• Problem details: Please restate the following records word for word.

+++ The data +++

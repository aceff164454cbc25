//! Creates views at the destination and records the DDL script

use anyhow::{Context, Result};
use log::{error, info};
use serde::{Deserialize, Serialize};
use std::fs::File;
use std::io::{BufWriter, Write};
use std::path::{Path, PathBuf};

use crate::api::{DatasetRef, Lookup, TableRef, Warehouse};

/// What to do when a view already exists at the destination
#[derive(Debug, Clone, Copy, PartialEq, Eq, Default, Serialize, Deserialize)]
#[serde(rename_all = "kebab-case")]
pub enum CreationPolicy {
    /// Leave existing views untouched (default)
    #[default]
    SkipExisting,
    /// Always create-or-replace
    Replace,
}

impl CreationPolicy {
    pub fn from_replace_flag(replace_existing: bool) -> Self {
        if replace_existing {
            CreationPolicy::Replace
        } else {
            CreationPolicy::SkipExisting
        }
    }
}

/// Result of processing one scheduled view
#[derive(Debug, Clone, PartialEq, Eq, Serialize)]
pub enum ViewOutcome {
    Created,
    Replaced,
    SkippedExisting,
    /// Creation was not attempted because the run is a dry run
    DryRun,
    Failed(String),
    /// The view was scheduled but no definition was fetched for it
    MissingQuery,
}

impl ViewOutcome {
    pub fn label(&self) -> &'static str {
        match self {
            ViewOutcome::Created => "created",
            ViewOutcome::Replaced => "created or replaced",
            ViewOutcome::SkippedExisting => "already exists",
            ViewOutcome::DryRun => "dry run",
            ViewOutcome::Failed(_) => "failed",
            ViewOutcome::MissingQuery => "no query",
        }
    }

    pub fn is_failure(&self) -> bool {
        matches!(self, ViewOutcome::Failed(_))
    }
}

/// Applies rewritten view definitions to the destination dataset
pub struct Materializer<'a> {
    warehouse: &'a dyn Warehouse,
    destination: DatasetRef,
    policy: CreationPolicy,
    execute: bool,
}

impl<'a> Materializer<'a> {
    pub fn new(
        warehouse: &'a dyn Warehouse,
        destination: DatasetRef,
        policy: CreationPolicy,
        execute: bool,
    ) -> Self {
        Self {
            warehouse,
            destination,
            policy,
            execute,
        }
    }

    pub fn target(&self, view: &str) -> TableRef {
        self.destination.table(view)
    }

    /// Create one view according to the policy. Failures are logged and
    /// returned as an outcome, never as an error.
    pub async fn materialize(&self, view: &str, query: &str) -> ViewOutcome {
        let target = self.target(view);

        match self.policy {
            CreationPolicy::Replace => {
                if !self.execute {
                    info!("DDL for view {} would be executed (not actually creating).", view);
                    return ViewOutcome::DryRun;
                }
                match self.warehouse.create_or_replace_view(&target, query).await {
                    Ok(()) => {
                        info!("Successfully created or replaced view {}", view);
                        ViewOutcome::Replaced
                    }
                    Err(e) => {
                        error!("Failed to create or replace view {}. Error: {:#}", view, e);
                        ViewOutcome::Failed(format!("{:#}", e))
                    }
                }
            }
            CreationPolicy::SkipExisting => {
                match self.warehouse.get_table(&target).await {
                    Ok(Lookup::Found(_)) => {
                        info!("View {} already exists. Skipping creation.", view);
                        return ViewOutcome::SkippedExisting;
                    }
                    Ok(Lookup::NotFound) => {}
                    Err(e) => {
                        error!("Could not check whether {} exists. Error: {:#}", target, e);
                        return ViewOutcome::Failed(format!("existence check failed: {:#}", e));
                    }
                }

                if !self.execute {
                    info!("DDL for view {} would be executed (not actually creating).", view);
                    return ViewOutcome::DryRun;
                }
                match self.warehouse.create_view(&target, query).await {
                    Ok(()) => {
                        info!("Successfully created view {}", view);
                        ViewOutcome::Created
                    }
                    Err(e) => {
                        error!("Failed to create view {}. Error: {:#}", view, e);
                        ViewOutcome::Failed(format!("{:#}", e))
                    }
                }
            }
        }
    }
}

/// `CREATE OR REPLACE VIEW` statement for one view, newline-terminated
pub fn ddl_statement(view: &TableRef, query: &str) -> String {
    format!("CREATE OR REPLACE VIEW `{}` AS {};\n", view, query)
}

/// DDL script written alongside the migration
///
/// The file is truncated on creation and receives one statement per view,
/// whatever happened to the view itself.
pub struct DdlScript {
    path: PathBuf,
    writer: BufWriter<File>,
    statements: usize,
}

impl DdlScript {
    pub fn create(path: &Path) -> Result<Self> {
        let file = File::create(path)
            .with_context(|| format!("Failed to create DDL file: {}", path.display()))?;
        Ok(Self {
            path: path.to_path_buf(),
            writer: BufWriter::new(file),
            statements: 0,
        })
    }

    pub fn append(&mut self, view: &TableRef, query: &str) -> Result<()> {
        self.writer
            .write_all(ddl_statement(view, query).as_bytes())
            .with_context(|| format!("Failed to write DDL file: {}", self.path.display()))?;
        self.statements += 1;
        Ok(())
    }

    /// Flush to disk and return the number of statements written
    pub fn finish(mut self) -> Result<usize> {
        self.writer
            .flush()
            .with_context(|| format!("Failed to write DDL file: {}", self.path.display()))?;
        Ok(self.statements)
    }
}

+++

• Task answer:
repository aceff164454cbc25
//! Creates views at the destination and records the DDL script

use anyhow::{Context, Result};
use log::{error, info};
use serde::{Deserialize, Serialize};
use std::fs::File;
use std::io::{BufWriter, Write};
use std::path::{Path, PathBuf};

use crate::api::{DatasetRef, Lookup, TableRef, Warehouse};

/// What to do when a view already exists at the destination
#[derive(Debug, Clone, Copy, PartialEq, Eq, Default, Serialize, Deserialize)]
#[serde(rename_all = "kebab-case")]
pub enum CreationPolicy {
    /// Leave existing views untouched (default)
    #[default]
    SkipExisting,
    /// Always create-or-replace
    Replace,
}

impl CreationPolicy {
    pub fn from_replace_flag(replace_existing: bool) -> Self {
        if replace_existing {
            CreationPolicy::Replace
        } else {
            CreationPolicy::SkipExisting
        }
    }
}

/// Result of processing one scheduled view
#[derive(Debug, Clone, PartialEq, Eq, Serialize)]
pub enum ViewOutcome {
    Created,
    Replaced,
    SkippedExisting,
    /// Creation was not attempted because the run is a dry run
    DryRun,
    Failed(String),
    /// The view was scheduled but no definition was fetched for it
    MissingQuery,
}

impl ViewOutcome {
    pub fn label(&self) -> &'static str {
        match self {
            ViewOutcome::Created => "created",
            ViewOutcome::Replaced => "created or replaced",
            ViewOutcome::SkippedExisting => "already exists",
            ViewOutcome::DryRun => "dry run",
            ViewOutcome::Failed(_) => "failed",
            ViewOutcome::MissingQuery => "no query",
        }
    }

    pub fn is_failure(&self) -> bool {
        matches!(self, ViewOutcome::Failed(_))
    }
}

/// Applies rewritten view definitions to the destination dataset
pub struct Materializer<'a> {
    warehouse: &'a dyn Warehouse,
    destination: DatasetRef,
    policy: CreationPolicy,
    execute: bool,
}

impl<'a> Materializer<'a> {
    pub fn new(
        warehouse: &'a dyn Warehouse,
        destination: DatasetRef,
        policy: CreationPolicy,
        execute: bool,
    ) -> Self {
        Self {
            warehouse,
            destination,
            policy,
            execute,
        }
    }

    pub fn target(&self, view: &str) -> TableRef {
        self.destination.table(view)
    }

    /// Create one view according to the policy. Failures are logged and
    /// returned as an outcome, never as an error.
    pub async fn materialize(&self, view: &str, query: &str) -> ViewOutcome {
        let target = self.target(view);

        match self.policy {
            CreationPolicy::Replace => {
                if !self.execute {
                    info!("DDL for view {} would be executed (not actually creating).", view);
                    return ViewOutcome::DryRun;
                }
                match self.warehouse.create_or_replace_view(&target, query).await {
                    Ok(()) => {
                        info!("Successfully created or replaced view {}", view);
                        ViewOutcome::Replaced
                    }
                    Err(e) => {
                        error!("Failed to create or replace view {}. Error: {:#}", view, e);
                        ViewOutcome::Failed(format!("{:#}", e))
                    }
                }
            }
            CreationPolicy::SkipExisting => {
                match self.warehouse.get_table(&target).await {
                    Ok(Lookup::Found(_)) => {
                        info!("View {} already exists. Skipping creation.", view);
                        return ViewOutcome::SkippedExisting;
                    }
                    Ok(Lookup::NotFound) => {}
                    Err(e) => {
                        error!("Could not check whether {} exists. Error: {:#}", target, e);
                        return ViewOutcome::Failed(format!("existence check failed: {:#}", e));
                    }
                }

                if !self.execute {
                    info!("DDL for view {} would be executed (not actually creating).", view);
                    return ViewOutcome::DryRun;
                }
                match self.warehouse.create_view(&target, query).await {
                    Ok(()) => {
                        info!("Successfully created view {}", view);
                        ViewOutcome::Created
                    }
                    Err(e) => {
                        error!("Failed to create view {}. Error: {:#}", view, e);
                        ViewOutcome::Failed(format!("{:#}", e))
                    }
                }
            }
        }
    }
}

/// `CREATE OR REPLACE VIEW` statement for one view, newline-terminated
pub fn ddl_statement(view: &TableRef, query: &str) -> String {
    format!("CREATE OR REPLACE VIEW `{}` AS {};\n", view, query)
}

/// DDL script written alongside the migration
///
/// The file is truncated on creation and receives one statement per view,
/// whatever happened to the view itself.
pub struct DdlScript {
    path: PathBuf,
    writer: BufWriter<File>,
    statements: usize,
}

impl DdlScript {
    pub fn create(path: &Path) -> Result<Self> {
        let file = File::create(path)
            .with_context(|| format!("Failed to create DDL file: {}", path.display()))?;
        Ok(Self {
            path: path.to_path_buf(),
            writer: BufWriter::new(file),
            statements: 0,
        })
    }

    pub fn append(&mut self, view: &TableRef, query: &str) -> Result<()> {
        self.writer
            .write_all(ddl_statement(view, query).as_bytes())
            .with_context(|| format!("Failed to write DDL file: {}", self.path.display()))?;
        self.statements += 1;
        Ok(())
    }

    /// Flush to disk and return the number of statements written
    pub fn finish(mut self) -> Result<usize> {
        self.writer
            .flush()
            .with_context(|| format!("Failed to write DDL file: {}", self.path.display()))?;
        Ok(self.statements)
    }
}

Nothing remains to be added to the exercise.